14. The method according to claim 13, wherein, The random direction is sampled from a Gaussian distribution.

15. The method according to claim 11, wherein, The random feature is achieved using an equation. Calculated It is the dot product, It is a random value. Indicates by A portion of an indexed instance or a sample of data. Representation and Index The corresponding random direction.

16. The method according to claim 11, wherein, Depend on calculate, It is the number of the active computing devices and the at least one passive computing device. yes The first of the computing devices indivual, It is the first The dot product of random directions and instances in a computing device. It is in the Random numbers generated in a computing device It is the active computing device, Indicates the first In the index of computing devices The corresponding random direction, Indicates the first In a computing device A portion of an instance of an index or a sample of data.

17. The method according to claim 11, wherein, The predicted value of the instance in the active computing device is calculated using multiple iterations, and the predicted value is expressed using an equation in the iterations. renew, This is the predicted value for the instance. These are the model coefficients of the aforementioned instance. This is the aforementioned random characteristic.

18. The method according to claim 11, wherein, Computer executable code is configured to use equations The machine learning model is updated by replacing each previous model coefficient, where It is any one of the coefficients in the previous model. It is the learning rate of the machine learning model. It is the regularization parameter of the machine learning model.

19. The method according to claim 11, wherein, Communication between the active computing device and the at least one passive computing device is performed using a tree structure by a coordinating computing device that communicates with the active computing device and the at least one passive computing device.

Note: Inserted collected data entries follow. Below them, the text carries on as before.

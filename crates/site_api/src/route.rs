use content::ContentRegistry;
use shared::{
    domain::{is_valid_slug, DocumentSlug, ServiceSlug},
    error::{ContentKind, SiteError},
};

/// Every page the site can render.
#[derive(Debug, Clone, PartialEq, Eq)]
pub enum Route {
    Home,
    Services,
    Service(ServiceSlug),
    About,
    Contact,
    Document(DocumentSlug),
    NotFound(String),
}

impl Route {
    /// Maps a request path (query string allowed) to a route. Slugs are only
    /// checked for shape here; [`Route::require`] checks them against content.
    pub fn resolve(path: &str) -> Route {
        let path = path.split(['?', '#']).next().unwrap_or_default();
        let trimmed = path.trim_matches('/');
        let segments: Vec<&str> = if trimmed.is_empty() {
            Vec::new()
        } else {
            trimmed.split('/').collect()
        };

        match segments.as_slice() {
            [] => Route::Home,
            ["services"] => Route::Services,
            ["services", slug] if is_valid_slug(slug) => Route::Service(ServiceSlug::from(*slug)),
            ["about"] | ["about-us"] => Route::About,
            ["contact"] => Route::Contact,
            ["documents", slug] if is_valid_slug(slug) => {
                Route::Document(DocumentSlug::from(*slug))
            }
            _ => Route::NotFound(format!("/{trimmed}")),
        }
    }

    /// Fails with `NotFound` when the route names content that does not exist.
    pub fn require(self, registry: &ContentRegistry) -> Result<Route, SiteError> {
        match &self {
            Route::Service(slug) => {
                registry.require_service(slug.as_str())?;
            }
            Route::Document(slug) => {
                registry.require_document(slug.as_str())?;
            }
            Route::NotFound(path) => return Err(SiteError::not_found(ContentKind::Page, path)),
            Route::Home | Route::Services | Route::About | Route::Contact => {}
        }
        Ok(self)
    }

    pub fn path(&self) -> String {
        match self {
            Route::Home => "/".to_string(),
            Route::Services => "/services".to_string(),
            Route::Service(slug) => format!("/services/{slug}"),
            Route::About => "/about".to_string(),
            Route::Contact => "/contact".to_string(),
            Route::Document(slug) => format!("/documents/{slug}"),
            Route::NotFound(path) => path.clone(),
        }
    }

    /// Every renderable page, in navigation order.
    pub fn all(registry: &ContentRegistry) -> Vec<Route> {
        let mut routes = vec![Route::Home, Route::Services];
        routes.extend(
            registry
                .services()
                .iter()
                .map(|item| Route::Service(item.slug.clone())),
        );
        routes.push(Route::About);
        routes.push(Route::Contact);
        routes.extend(
            registry
                .documents()
                .iter()
                .map(|doc| Route::Document(doc.slug.clone())),
        );
        routes
    }
}
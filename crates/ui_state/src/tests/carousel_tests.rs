use super::*;
use proptest::prelude::*;

#[test]
fn advance_and_retreat_wrap_around() {
    let mut state = CarouselState::new(3);
    state.retreat();
    assert_eq!(state.current_index(), 2);
    assert_eq!(state.direction(), Direction::Backward);

    state.advance();
    assert_eq!(state.current_index(), 0);
    assert_eq!(state.direction(), Direction::Forward);

    state.advance();
    state.advance();
    state.advance();
    assert_eq!(state.current_index(), 0);
}

#[test]
fn empty_carousel_ignores_navigation() {
    let mut state = CarouselState::new(0);
    state.advance();
    state.retreat();
    assert!(!state.tick());
    assert_eq!(state.current(), None);
    assert_eq!(state.current_index(), 0);
    assert_eq!(state.position_of(0), None);
}

#[test]
fn paused_carousel_skips_ticks_but_allows_manual_steps() {
    let mut state = CarouselState::new(4);
    state.pause();
    assert!(!state.tick());
    assert_eq!(state.current_index(), 0);

    state.advance();
    assert_eq!(state.current_index(), 1);

    state.resume();
    assert!(state.tick());
    assert_eq!(state.current_index(), 2);
}

#[test]
fn jump_to_accepts_in_range_and_rejects_out_of_range() {
    let mut state = CarouselState::new(5);
    state.jump_to(4).expect("last index");
    assert_eq!(state.current_index(), 4);
    assert_eq!(state.direction(), Direction::Forward);

    state.jump_to(1).expect("lower index");
    assert_eq!(state.direction(), Direction::Backward);

    let err = state.jump_to(5).expect_err("one past the end");
    assert_eq!(err, CarouselError::OutOfRange { index: 5, len: 5 });
    assert_eq!(state.current_index(), 1);

    assert!(state.jump_to(usize::MAX).is_err());
    assert_eq!(state.current_index(), 1);

    assert!(CarouselState::new(0).jump_to(0).is_err());
}

#[test]
fn positions_follow_shortest_circular_distance() {
    let mut state = CarouselState::new(9);
    assert_eq!(state.position_of(0), Some(SlotPosition::Center));
    assert_eq!(state.position_of(1), Some(SlotPosition::Right));
    assert_eq!(state.position_of(8), Some(SlotPosition::Left));
    assert_eq!(state.position_of(4), Some(SlotPosition::Hidden(4)));
    assert_eq!(state.position_of(5), Some(SlotPosition::Hidden(-4)));

    state.jump_to(8).expect("jump");
    assert_eq!(state.position_of(0), Some(SlotPosition::Right));
    assert_eq!(state.position_of(7), Some(SlotPosition::Left));
    assert_eq!(SlotPosition::Hidden(-3).css_class(), "is-hidden-left");
}

#[test]
fn pagination_walks_pages_and_wraps() {
    let mut pages = Pagination::new(7, 3);
    assert_eq!(pages.page_count(), 3);
    assert_eq!(pages.visible_range(), 0..3);

    pages.next();
    pages.next();
    assert_eq!(pages.visible_range(), 6..7);

    pages.next();
    assert_eq!(pages.page(), 0);

    pages.prev();
    assert_eq!(pages.page(), 2);

    assert!(pages.go_to(3).is_err());
    assert_eq!(Pagination::new(0, 4).visible_range(), 0..0);
}

proptest! {
    #[test]
    fn index_stays_in_bounds(len in 1usize..50, steps in proptest::collection::vec(any::<bool>(), 0..200)) {
        let mut state = CarouselState::new(len);
        for forward in steps {
            if forward {
                state.advance();
            } else {
                state.retreat();
            }
            prop_assert!(state.current_index() < len);
        }
    }

    #[test]
    fn advancing_len_times_returns_to_start(len in 1usize..50, start in 0usize..50) {
        let start = start % len;
        let mut state = CarouselState::starting_at(len, start).expect("start");
        for _ in 0..len {
            state.advance();
        }
        prop_assert_eq!(state.current_index(), start);
    }

    #[test]
    fn retreat_undoes_advance(len in 1usize..50, start in 0usize..50) {
        let start = start % len;
        let mut state = CarouselState::starting_at(len, start).expect("start");
        state.advance();
        state.retreat();
        prop_assert_eq!(state.current_index(), start);
    }
}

20. A non-transitory computer-readable medium for storing computer-executable code, wherein, The computer-executable code is configured to, when executed at the processor of an active computing device: Obtain the parameters of the machine learning model; Retrieve instances from local data of the active computing device; Sampling is performed on the random directions of the instance; Calculate the dot product between the random direction and the instance, and calculate the random features based on the dot product; Calculate the predicted value of the instance in the active computing device, instruct at least one passive computing device to calculate the predicted value of the instance in the at least one passive computing device, and summarize the predicted values ​​from the active computing device and the at least one passive computing device to obtain the final predicted value of the instance, wherein the predicted value of the instance in the at least one passive computing device is obtained based on local data of the at least one passive computing device; The model coefficients are determined using the difference between the final predicted value of the instance and the target value of the instance, and the random features. The machine learning model is updated using the model coefficients. as well as The machine learning model is used to predict the value of new instances.